If both are silenced by default, what makes PDW less intrusive?
For 2.7 the situation is a bit different because we have the -3 flag,
but for 3.x I think doc warnings are enough.

>>> Some deprecation can be documentation-only.
>>
>>
>> Do you have examples where this has been done?
>> I don't see the point of telling doc readers that a feature is
>> deprecated but keeping the same information hidden to developers.  If
>> the actual warnings cause some issue, then the issue should be
>> addresses (the issue of being noisy has already been addressed by
>> silencing them by default), but having doc-only deprecation warnings
>> seems inconsistent and potentially confusing.
>
>
> An attribute of a module. While in theory we can add a warning using a hack
> with replacing a module with module subclass instance, nobody does this in
> the stdlib.
>

Good point.  For this case having a doc-only warning should be ok, as
it's not worth the trouble required to raise an actual warning.
Perhaps this also requires a longer deprecation period, to give the
desv more time to notice.

> Removing some special behavior can be considered as needed a deprecation
> period. For example the change of datetime.time.__bool__ (made without a
> deprecation in issue13936) or ElementTree.Element.__bool__ (added indefinite
> FutureWarning).
>
>> If I understand correctly, this only affects pickleable APIs that have
>> been moved/renamed.
>
>
> Since most Python classes are pickleable by default, this affects modules,
> Python classes with stable structure that doesn't have unpickleable
> attributes, classes specially designed for pickling, simple subclasses of
> pickleable classes, and factory functions or methods that are used for
> pickle representation.
>

What I meant is that it shouldn't affect API that get removed, but
only the ones that have been moved/renamed (e.g. assertEquals ->
assertEqual).
If an API is gone, keeping the name around wouldn't help for pickle, would it?

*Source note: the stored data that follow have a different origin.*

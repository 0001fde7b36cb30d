//! The whole-aggregate mutation protocol.
//!
//! The store can only replace entire team documents, so every mutation —
//! whatever its depth — funnels through one shape: fetch every root,
//! linearly find the first team that owns the target identifier, mutate
//! the in-memory copy, and persist that team back whole. A miss at any
//! depth is a not-found error with no store interaction and no side
//! effect. The replace is last-write-wins; nothing guards against a
//! concurrent writer between fetch and replace.

use crate::core::error::CardKeeperError;
use crate::core::id::DocumentId;
use crate::core::model::{Card, CardUpdate, Player, PlayerUpdate, Team, TeamUpdate};
use crate::core::store::TeamStore;

/// Fetches all roots, applies `mutate` to the first team `owns` matches,
/// and replaces that team's document. First-match semantics are load-
/// bearing: were an identifier ever duplicated across roots, only the
/// first encountered root would be touched.
pub fn mutate_owning_team<S, P, F, T>(
    store: &S,
    owns: P,
    missing: &str,
    mutate: F,
) -> Result<T, CardKeeperError>
where
    S: TeamStore + ?Sized,
    P: Fn(&Team) -> bool,
    F: FnOnce(&mut Team) -> T,
{
    let mut teams = store.find_all()?;
    let Some(team) = teams.iter_mut().find(|t| owns(t)) else {
        return Err(CardKeeperError::NotFound(missing.to_string()));
    };
    let out = mutate(team);
    store.replace_one(team.id, team)?;
    Ok(out)
}

// ----- depth 0: teams -----

pub fn create_team(
    store: &impl TeamStore,
    name: &str,
    country: &str,
) -> Result<Team, CardKeeperError> {
    let team = Team::new(name, country)?;
    store.insert_one(&team)?;
    Ok(team)
}

pub fn find_team(store: &impl TeamStore, team_id: DocumentId) -> Result<Team, CardKeeperError> {
    store
        .find_all()?
        .into_iter()
        .find(|t| t.id == team_id)
        .ok_or_else(|| CardKeeperError::NotFound(format!("team {team_id}")))
}

pub fn update_team(
    store: &impl TeamStore,
    team_id: DocumentId,
    update: &TeamUpdate,
) -> Result<Team, CardKeeperError> {
    mutate_owning_team(store, |t| t.id == team_id, &format!("team {team_id}"), |team| {
        update.apply(team);
        team.clone()
    })
}

pub fn delete_team(store: &impl TeamStore, team_id: DocumentId) -> Result<Team, CardKeeperError> {
    let team = find_team(store, team_id)?;
    store.delete_one(team_id)?;
    Ok(team)
}

// ----- depth 1: players -----

pub fn add_player(
    store: &impl TeamStore,
    team_id: DocumentId,
    first_name: &str,
    last_name: &str,
    position: &str,
) -> Result<Player, CardKeeperError> {
    let player = Player::new(first_name, last_name, position)?;
    let created = player.clone();
    mutate_owning_team(store, |t| t.id == team_id, &format!("team {team_id}"), |team| {
        team.players.push(player);
    })?;
    Ok(created)
}

pub fn update_player(
    store: &impl TeamStore,
    player_id: DocumentId,
    update: &PlayerUpdate,
) -> Result<Player, CardKeeperError> {
    let missing = format!("player {player_id}");
    mutate_owning_team(store, |t| t.owns_player(player_id), &missing, |team| {
        team.player_mut(player_id).map(|player| {
            update.apply(player);
            player.clone()
        })
    })?
    .ok_or(CardKeeperError::NotFound(missing))
}

pub fn delete_player(
    store: &impl TeamStore,
    player_id: DocumentId,
) -> Result<Player, CardKeeperError> {
    let missing = format!("player {player_id}");
    mutate_owning_team(store, |t| t.owns_player(player_id), &missing, |team| {
        team.players
            .iter()
            .position(|p| p.id == player_id)
            .map(|idx| team.players.remove(idx))
    })?
    .ok_or(CardKeeperError::NotFound(missing))
}

// ----- depth 2: cards -----

pub fn add_card(
    store: &impl TeamStore,
    player_id: DocumentId,
    card_number: &str,
    rarity: &str,
    power: i64,
) -> Result<Card, CardKeeperError> {
    let card = Card::new(card_number, rarity, power)?;
    let created = card.clone();
    let missing = format!("player {player_id}");
    mutate_owning_team(store, |t| t.owns_player(player_id), &missing, |team| {
        team.player_mut(player_id).map(|player| player.cards.push(card))
    })?
    .ok_or(CardKeeperError::NotFound(missing))?;
    Ok(created)
}

pub fn update_card(
    store: &impl TeamStore,
    card_id: DocumentId,
    update: &CardUpdate,
) -> Result<Card, CardKeeperError> {
    let missing = format!("card {card_id}");
    mutate_owning_team(store, |t| t.owns_card(card_id), &missing, |team| {
        team.card_owner_mut(card_id)
            .and_then(|player| player.cards.iter_mut().find(|c| c.id == card_id))
            .map(|card| {
                update.apply(card);
                card.clone()
            })
    })?
    .ok_or(CardKeeperError::NotFound(missing))
}

pub fn delete_card(store: &impl TeamStore, card_id: DocumentId) -> Result<Card, CardKeeperError> {
    let missing = format!("card {card_id}");
    mutate_owning_team(store, |t| t.owns_card(card_id), &missing, |team| {
        team.card_owner_mut(card_id).and_then(|player| {
            player
                .cards
                .iter()
                .position(|c| c.id == card_id)
                .map(|idx| player.cards.remove(idx))
        })
    })?
    .ok_or(CardKeeperError::NotFound(missing))
}

// ----- read-side lookups over an already-fetched collection -----

pub fn find_player(teams: &[Team], player_id: DocumentId) -> Option<(&Team, &Player)> {
    let team = teams.iter().find(|t| t.owns_player(player_id))?;
    let player = team.player(player_id)?;
    Some((team, player))
}

pub fn find_card(teams: &[Team], card_id: DocumentId) -> Option<(&Team, &Player, &Card)> {
    let team = teams.iter().find(|t| t.owns_card(card_id))?;
    let player = team
        .players
        .iter()
        .find(|p| p.cards.iter().any(|c| c.id == card_id))?;
    let card = player.cards.iter().find(|c| c.id == card_id)?;
    Some((team, player, card))
}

>> If it can be done in a _compat_pickle.py it might be ok.
>
>
> Currently _compat_pickle.py is used only for pickles created in 2.x. We need
> parallel mechanism for 3.x pickles. I think this mechanism should be
> documented in the same document that specifies API removal, i.e. in this
> PEP.
>
>>> When use ``deprecated`` and when use ``deprecated-removed``?
>>
>>
>> If we agree to always specify when the API will be removed, then we
>> won't need to use "deprecated" anymore.
>> If we want to keep using indefinite deprecations we will use it for them.
>>
>> This should be specified in the PEP once we reach a consensus.
>
>
> May be define that the "deprecated" directive has term to next change of
> mayor version number (Python 4 currently)? It can be prolonged further, but
> the existing of the API beyond this term shouldn't be expected.
>

So make deprecated:: 3.6 a shorthand for deprecated-removed:: 3.6 4.0?
It could be done, but I'm not sure it's worth it.